A given machine may be serving applications to generate a landing page for a new login, suggest a ’next to watch’ for someone else and running a keyword search for another user. Each of these services is developed by a dedicated team that designs and implements solutions using domain knowledge. An operations administrator/SRE doesn’t have the domain context in his head, if the application fails, so if chaos monkey hits, operations will take longer to solve the problem.

Signalling to developers at Netflix that their services will be subject to random failure, integrates the idea of antifragility from the stage of design and follows into the code.

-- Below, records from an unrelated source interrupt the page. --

//! Remote snapshot transport.
//!
//! One row per user id holds the whole snapshot. [`SupabaseRemote`] speaks
//! PostgREST to a Supabase table with `user_id`, `data` and `updated_at`
//! columns.

use std::time::Duration;

use reqwest::StatusCode;
use serde::{Deserialize, Serialize};
use thiserror::Error;

use crate::config::RemoteEndpoint;
use crate::models::Snapshot;
use crate::util::compact_text;

const REMOTE_HTTP_TIMEOUT_SECS: u64 = 15;

#[derive(Debug, Error)]
pub enum TransportError {
    #[error("Invalid remote configuration: {0}")]
    InvalidConfiguration(String),
    #[error("Remote HTTP request failed: {0}")]
    Http(#[from] reqwest::Error),
    #[error("Remote API error: {message} ({status})")]
    Api { status: u16, message: String },
    #[error("Invalid remote payload: {0}")]
    InvalidPayload(String),
}

impl TransportError {
    /// The remote could not be reached at all
    pub fn is_offline(&self) -> bool {
        matches!(self, Self::Http(error) if error.is_connect() || error.is_timeout())
    }
}

pub type TransportResult<T> = Result<T, TransportError>;

/// Row-level access to the remote snapshot store.
#[allow(async_fn_in_trait)]
pub trait RemoteStore {
    /// The stored snapshot, or `None` when no row exists yet
    async fn fetch_record(&self, user_id: &str) -> TransportResult<Option<Snapshot>>;

    /// Create or replace the row for `user_id`
    async fn upsert_record(&self, user_id: &str, snapshot: &Snapshot) -> TransportResult<()>;
}

impl<T: RemoteStore> RemoteStore for std::sync::Arc<T> {
    async fn fetch_record(&self, user_id: &str) -> TransportResult<Option<Snapshot>> {
        (**self).fetch_record(user_id).await
    }

    async fn upsert_record(&self, user_id: &str, snapshot: &Snapshot) -> TransportResult<()> {
        (**self).upsert_record(user_id, snapshot).await
    }
}

/// Supabase (PostgREST) implementation of [`RemoteStore`].
#[derive(Clone)]
pub struct SupabaseRemote {
    endpoint: RemoteEndpoint,
    client: reqwest::Client,
}

#[derive(Debug, Deserialize)]
struct UserDataRow {
    #[serde(default)]
    data: Option<serde_json::Value>,
}

#[derive(Debug, Serialize)]
struct UpsertRow<'a> {
    user_id: &'a str,
    data: &'a Snapshot,
    updated_at: String,
}

#[derive(Debug, Deserialize)]
struct ApiErrorBody {
    message: Option<String>,
    error: Option<String>,
    hint: Option<String>,
}

impl SupabaseRemote {
    pub fn new(endpoint: RemoteEndpoint) -> TransportResult<Self> {
        if endpoint.base_url.is_empty() || endpoint.anon_key.is_empty() {
            return Err(TransportError::InvalidConfiguration(
                "Supabase URL and anon key must not be empty".to_string(),
            ));
        }

        Ok(Self {
            endpoint,
            client: reqwest::Client::builder()
                .timeout(Duration::from_secs(REMOTE_HTTP_TIMEOUT_SECS))
                .build()?,
        })
    }

    fn table_url(&self) -> String {
        format!(
            "{}/rest/v1/{}",
            self.endpoint.base_url,
            urlencoding::encode(&self.endpoint.table)
        )
    }

    fn authorized(&self, request: reqwest::RequestBuilder) -> reqwest::RequestBuilder {
        request
            .header("apikey", &self.endpoint.anon_key)
            .bearer_auth(&self.endpoint.anon_key)
            .header(reqwest::header::ACCEPT, "application/json")
    }
}

impl RemoteStore for SupabaseRemote {
    async fn fetch_record(&self, user_id: &str) -> TransportResult<Option<Snapshot>> {
        let url = format!(
            "{}?user_id=eq.{}&select=data",
            self.table_url(),
            urlencoding::encode(user_id)
        );
        let response = self.authorized(self.client.get(url)).send().await?;

        if !response.status().is_success() {
            let status = response.status();
            let body = response.text().await.unwrap_or_default();
            return Err(api_error(status, &body));
        }

        let body = response.text().await?;
        parse_fetch_body(&body)
    }

    async fn upsert_record(&self, user_id: &str, snapshot: &Snapshot) -> TransportResult<()> {
        let url = format!("{}?on_conflict=user_id", self.table_url());
        let row = UpsertRow {
            user_id,
            data: snapshot,
            updated_at: crate::util::now().to_rfc3339_opts(chrono::SecondsFormat::Millis, true),
        };

        let response = self
            .authorized(self.client.post(url))
            .header("Prefer", "resolution=merge-duplicates,return=minimal")
            .json(&row)
            .send()
            .await?;

        if !response.status().is_success() {
            let status = response.status();
            let body = response.text().await.unwrap_or_default();
            return Err(api_error(status, &body));
        }

        tracing::debug!("Upserted snapshot for user {user_id}");
        Ok(())
    }
}

/// Decode a `select=data` response; an empty array means no row.
fn parse_fetch_body(body: &str) -> TransportResult<Option<Snapshot>> {
    let rows: Vec<UserDataRow> = serde_json::from_str(body)
        .map_err(|error| TransportError::InvalidPayload(format!("expected row array: {error}")))?;

    let Some(data) = rows.into_iter().next().and_then(|row| row.data) else {
        return Ok(None);
    };
    if data.is_null() {
        return Ok(None);
    }

    Snapshot::from_value(data)
        .map(Some)
        .map_err(|error| TransportError::InvalidPayload(format!("malformed snapshot: {error}")))
}

fn api_error(status: StatusCode, body: &str) -> TransportError {
    let message = serde_json::from_str::<ApiErrorBody>(body)
        .ok()
        .and_then(|payload| {
            let message = payload.message.or(payload.error)?;
            Some(match payload.hint {
                Some(hint) if !hint.trim().is_empty() => format!("{} ({})", message.trim(), hint.trim()),
                _ => message.trim().to_string(),
            })
        })
        .unwrap_or_else(|| {
            let trimmed = compact_text(body);
            if trimmed.is_empty() {
                format!("HTTP {}", status.as_u16())
            } else {
                trimmed
            }
        });

    TransportError::Api {
        status: status.as_u16(),
        message,
    }
}
//! Database connection management

use std::path::Path;

use rusqlite::Connection;

use super::migrations;
use crate::error::Result;

/// Database wrapper for the local `SQLite` file
pub struct Database {
    conn: Connection,
}

impl Database {
    /// Open a database at the given path, creating it if it doesn't exist
    ///
    /// Runs migrations automatically.
    pub fn open(path: impl AsRef<Path>) -> Result<Self> {
        let conn = Connection::open(path.as_ref())?;
        let database = Self { conn };
        database.configure()?;
        database.migrate()?;
        tracing::debug!("Opened local store at {}", path.as_ref().display());
        Ok(database)
    }

    /// Open an in-memory database (useful for testing)
    pub fn open_in_memory() -> Result<Self> {
        let conn = Connection::open_in_memory()?;
        let database = Self { conn };
        database.configure()?;
        database.migrate()?;
        Ok(database)
    }

    /// Configure `SQLite` for a single-writer local file
    fn configure(&self) -> Result<()> {
        // journal_mode is a no-op for in-memory databases
        self.conn
            .pragma_update(None, "journal_mode", "WAL")
            .ok();
        self.conn.pragma_update(None, "synchronous", "NORMAL")?;
        self.conn.pragma_update(None, "foreign_keys", "ON")?;
        Ok(())
    }

    /// Run database migrations
    fn migrate(&self) -> Result<()> {
        migrations::run(&self.conn)
    }

    /// Get a reference to the underlying connection
    pub const fn connection(&self) -> &Connection {
        &self.conn
    }
}

#[cfg(test)]
mod tests {
    use super::*;
    use tempfile::tempdir;

    #[test]
    fn test_open_in_memory() {
        let db = Database::open_in_memory().unwrap();
        let value: i32 = db
            .connection()
            .query_row("SELECT 1", [], |row| row.get(0))
            .unwrap();
        assert_eq!(value, 1);
    }

    #[test]
    fn test_open_file_persists_between_connections() {
        let tmp = tempdir().unwrap();
        let path = tmp.path().join("preptrack.db");

        {
            let db = Database::open(&path).unwrap();
            db.connection()
                .execute(
                    "INSERT INTO kv_store (key, value) VALUES ('probe', '1')",
                    [],
                )
                .unwrap();
        }

        let db = Database::open(&path).unwrap();
        let value: String = db
            .connection()
            .query_row("SELECT value FROM kv_store WHERE key = 'probe'", [], |row| {
                row.get(0)
            })
            .unwrap();
        assert_eq!(value, "1");
    }
}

Antifragility of an application

Testing

An application running on one given host has fewer moving parts, but can break under unaccounted-for inputs. Buffer overflow attacks is a good example of a developer being bitten by assuming that the world will treat their application nicely. Testing is like scars, it tells a new developer on the team, which edge cases were originally unaccounted for and how they affected the application.

Fuzzing

If your application has a large surface and takes many types of input, you don’t have the time to think and write tests for all of them. You can write another application that will generate those inputs (according to rules or randomly) for your application. This helps developers test their application in the background, uncovering cases they would have not thought about.

Skin in the game is DevOps

Skin in the game is Taleb’s most recent book that outlines a code of ethics. According to skin in the game, people that verbally promote behaviors or actions (investment advice, any kind of sales really) should be exposed to losses, if their suggestions backfire on the suckers, who took their advice.

DevOps is broadly understood as a practice of writing and supporting your own code in production. In contrast to having a wall between developers writing business logic and operations supporting those applications in the wild. Developers will care much more about implementing logging and monitoring, if they have to debug their own applications at 3AM on Saturday. I have been told that debugging a Google Cloud DC, while on a conference call with the VP of a major client, is a strong incentive to improve monitoring for the future.

Anecdotically, large organisations (like banks) that split development from operations, end up with worse code quality and costlier operations. Developers, who write, compile and throw binaries over to operations without worrying about the complications arising from real workloads, don’t care if the application hogs all the RAM on a given machine or bottlenecks IO for other processes.

Learning languages (for programming computers and talking to people) taught me to draw parallels and see common patterns between ideas in seemingly unrelated domains. In my view, there are strong similarities between Taleb’s ideas and the principles programmers use to improve the quality of software.